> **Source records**
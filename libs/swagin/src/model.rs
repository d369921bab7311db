//! Request models and the parts they are assembled from.

use std::fmt;

use serde::de::DeserializeOwned;
use serde_json::Value;
use validator::{Validate, ValidationErrors};

use crate::openapi::ParameterLocation;
use crate::shape::{Describe, TypeShape};

/// The five request parts a model may declare.
#[derive(Debug, Clone, Copy, PartialEq, Eq, Hash)]
pub enum Part {
    Header,
    Query,
    Cookie,
    Uri,
    Body,
}

impl Part {
    /// Parts in binding order.
    pub const ALL: [Part; 5] = [Part::Header, Part::Query, Part::Cookie, Part::Uri, Part::Body];

    pub fn as_str(self) -> &'static str {
        match self {
            Part::Header => "header",
            Part::Query => "query",
            Part::Cookie => "cookie",
            Part::Uri => "uri",
            Part::Body => "body",
        }
    }

    /// Tag key naming the source key of a field in this part.
    pub fn tag_key(self) -> &'static str {
        match self {
            Part::Body => "json",
            other => other.as_str(),
        }
    }

    /// OpenAPI parameter location, `None` for the body.
    pub fn location(self) -> Option<ParameterLocation> {
        match self {
            Part::Header => Some(ParameterLocation::Header),
            Part::Query => Some(ParameterLocation::Query),
            Part::Cookie => Some(ParameterLocation::Cookie),
            Part::Uri => Some(ParameterLocation::Path),
            Part::Body => None,
        }
    }
}

impl fmt::Display for Part {
    fn fmt(&self, f: &mut fmt::Formatter<'_>) -> fmt::Result {
        f.write_str(self.as_str())
    }
}

/// A typed request model.
///
/// ```
/// use serde::Deserialize;
/// use swagin::{describe, Model, ModelShape};
/// use validator::Validate;
///
/// #[derive(Debug, Default, Deserialize, Validate)]
/// struct ItemPath {
///     id: u64,
/// }
///
/// describe! {
///     ItemPath { id: u64 => r#"uri:"id" json:"id" description:"Item id""# }
/// }
///
/// #[derive(Debug, Default, Validate)]
/// struct GetItem {
///     #[validate(nested)]
///     uri: ItemPath,
/// }
///
/// impl Model for GetItem {
///     fn shape() -> ModelShape<Self> {
///         ModelShape::new().uri(|m: &mut Self, p: ItemPath| m.uri = p)
///     }
/// }
/// ```
pub trait Model: Default + Validate + Send + Sync + 'static {
    fn shape() -> ModelShape<Self>;
}

type Setter<M> = Box<dyn Fn(&mut M, Value) -> Result<(), serde_json::Error> + Send + Sync>;
type ProtobufSetter<M> = Box<dyn Fn(&mut M, &[u8]) -> Result<(), prost::DecodeError> + Send + Sync>;

pub(crate) struct PartSlot<M> {
    pub(crate) part: Part,
    pub(crate) shape: TypeShape,
    pub(crate) set: Setter<M>,
    pub(crate) protobuf: Option<ProtobufSetter<M>>,
}

/// Declares which parts a model has and how each one is stored.
pub struct ModelShape<M> {
    slots: Vec<PartSlot<M>>,
}

impl<M: 'static> Default for ModelShape<M> {
    fn default() -> Self {
        Self::new()
    }
}

impl<M: 'static> ModelShape<M> {
    pub fn new() -> Self {
        Self { slots: Vec::new() }
    }

    pub fn header<P, F>(self, set: F) -> Self
    where
        P: Describe + DeserializeOwned + 'static,
        F: Fn(&mut M, P) + Send + Sync + 'static,
    {
        self.part(Part::Header, set)
    }

    pub fn query<P, F>(self, set: F) -> Self
    where
        P: Describe + DeserializeOwned + 'static,
        F: Fn(&mut M, P) + Send + Sync + 'static,
    {
        self.part(Part::Query, set)
    }

    pub fn cookie<P, F>(self, set: F) -> Self
    where
        P: Describe + DeserializeOwned + 'static,
        F: Fn(&mut M, P) + Send + Sync + 'static,
    {
        self.part(Part::Cookie, set)
    }

    pub fn uri<P, F>(self, set: F) -> Self
    where
        P: Describe + DeserializeOwned + 'static,
        F: Fn(&mut M, P) + Send + Sync + 'static,
    {
        self.part(Part::Uri, set)
    }

    pub fn body<P, F>(self, set: F) -> Self
    where
        P: Describe + DeserializeOwned + 'static,
        F: Fn(&mut M, P) + Send + Sync + 'static,
    {
        self.part(Part::Body, set)
    }

    /// Like [`body`](Self::body), and additionally accepts
    /// `application/x-protobuf` bodies decoded as `Msg` and converted into `P`.
    pub fn body_protobuf<P, Msg, F>(self, set: F) -> Self
    where
        P: Describe + DeserializeOwned + From<Msg> + 'static,
        Msg: prost::Message + Default + 'static,
        F: Fn(&mut M, P) + Clone + Send + Sync + 'static,
    {
        let from_protobuf = set.clone();
        let mut shape = self.part(Part::Body, set);
        if let Some(slot) = shape.slots.iter_mut().find(|s| s.part == Part::Body) {
            slot.protobuf = Some(Box::new(move |model, bytes| {
                let message = Msg::decode(bytes)?;
                from_protobuf(model, P::from(message));
                Ok(())
            }));
        }
        shape
    }

    fn part<P, F>(mut self, part: Part, set: F) -> Self
    where
        P: Describe + DeserializeOwned + 'static,
        F: Fn(&mut M, P) + Send + Sync + 'static,
    {
        self.slots.retain(|s| s.part != part);
        self.slots.push(PartSlot {
            part,
            shape: P::describe(),
            set: Box::new(move |model, value| {
                let decoded = serde_json::from_value::<P>(value)?;
                set(model, decoded);
                Ok(())
            }),
            protobuf: None,
        });
        self
    }

    pub(crate) fn slot(&self, part: Part) -> Option<&PartSlot<M>> {
        self.slots.iter().find(|s| s.part == part)
    }

    pub fn is_empty(&self) -> bool {
        self.slots.is_empty()
    }

    /// The shape-only view used for document assembly.
    pub fn doc(&self) -> ModelDoc {
        ModelDoc {
            parts: self
                .slots
                .iter()
                .map(|s| (s.part, s.shape.clone()))
                .collect(),
        }
    }
}

/// Shapes of a model's declared parts.
#[derive(Debug, Clone, Default)]
pub struct ModelDoc {
    parts: Vec<(Part, TypeShape)>,
}

impl ModelDoc {
    pub fn from_parts(parts: Vec<(Part, TypeShape)>) -> Self {
        Self { parts }
    }

    pub fn part(&self, part: Part) -> Option<&TypeShape> {
        self.parts.iter().find(|(p, _)| *p == part).map(|(_, s)| s)
    }
}

/// Model for routes that read nothing from the request.
#[derive(Debug, Default, Clone, Copy)]
pub struct NoModel;

impl Validate for NoModel {
    fn validate(&self) -> Result<(), ValidationErrors> {
        Ok(())
    }
}

impl Model for NoModel {
    fn shape() -> ModelShape<Self> {
        ModelShape::new()
    }
}

#[cfg(test)]
mod tests {
    use super::*;
    use serde::Deserialize;
    use serde_json::json;

    #[derive(Debug, Default, Deserialize, PartialEq)]
    struct Paging {
        page: u32,
    }

    crate::describe! {
        Paging { page: u32 => r#"query:"page""# }
    }

    #[derive(Debug, Default)]
    struct ListItems {
        query: Paging,
    }

    #[test]
    fn setter_stores_decoded_part() {
        let shape = ModelShape::<ListItems>::new().query(|m: &mut ListItems, q: Paging| m.query = q);
        let slot = shape.slot(Part::Query).unwrap();
        let mut model = ListItems::default();
        (slot.set)(&mut model, json!({ "page": 3 })).unwrap();
        assert_eq!(model.query, Paging { page: 3 });
        assert!(shape.slot(Part::Body).is_none());
    }

    #[test]
    fn redeclaring_a_part_replaces_it() {
        let shape = ModelShape::<ListItems>::new()
            .query(|_: &mut ListItems, _: serde_json::Value| {})
            .query(|m: &mut ListItems, q: Paging| m.query = q);
        let doc = shape.doc();
        assert!(doc.part(Part::Query).unwrap().as_struct().is_some());
    }

    #[test]
    fn part_metadata() {
        assert_eq!(Part::Uri.location(), Some(ParameterLocation::Path));
        assert_eq!(Part::Body.tag_key(), "json");
        assert_eq!(Part::Cookie.to_string(), "cookie");
        assert!(NoModel::shape().is_empty());
    }
}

> **What needs to be done**
Lines from the records above that hold "ModelDoc" are the ones to list.

> **Result below**
    pub fn doc(&self) -> ModelDoc {
        ModelDoc {
pub struct ModelDoc {
impl ModelDoc {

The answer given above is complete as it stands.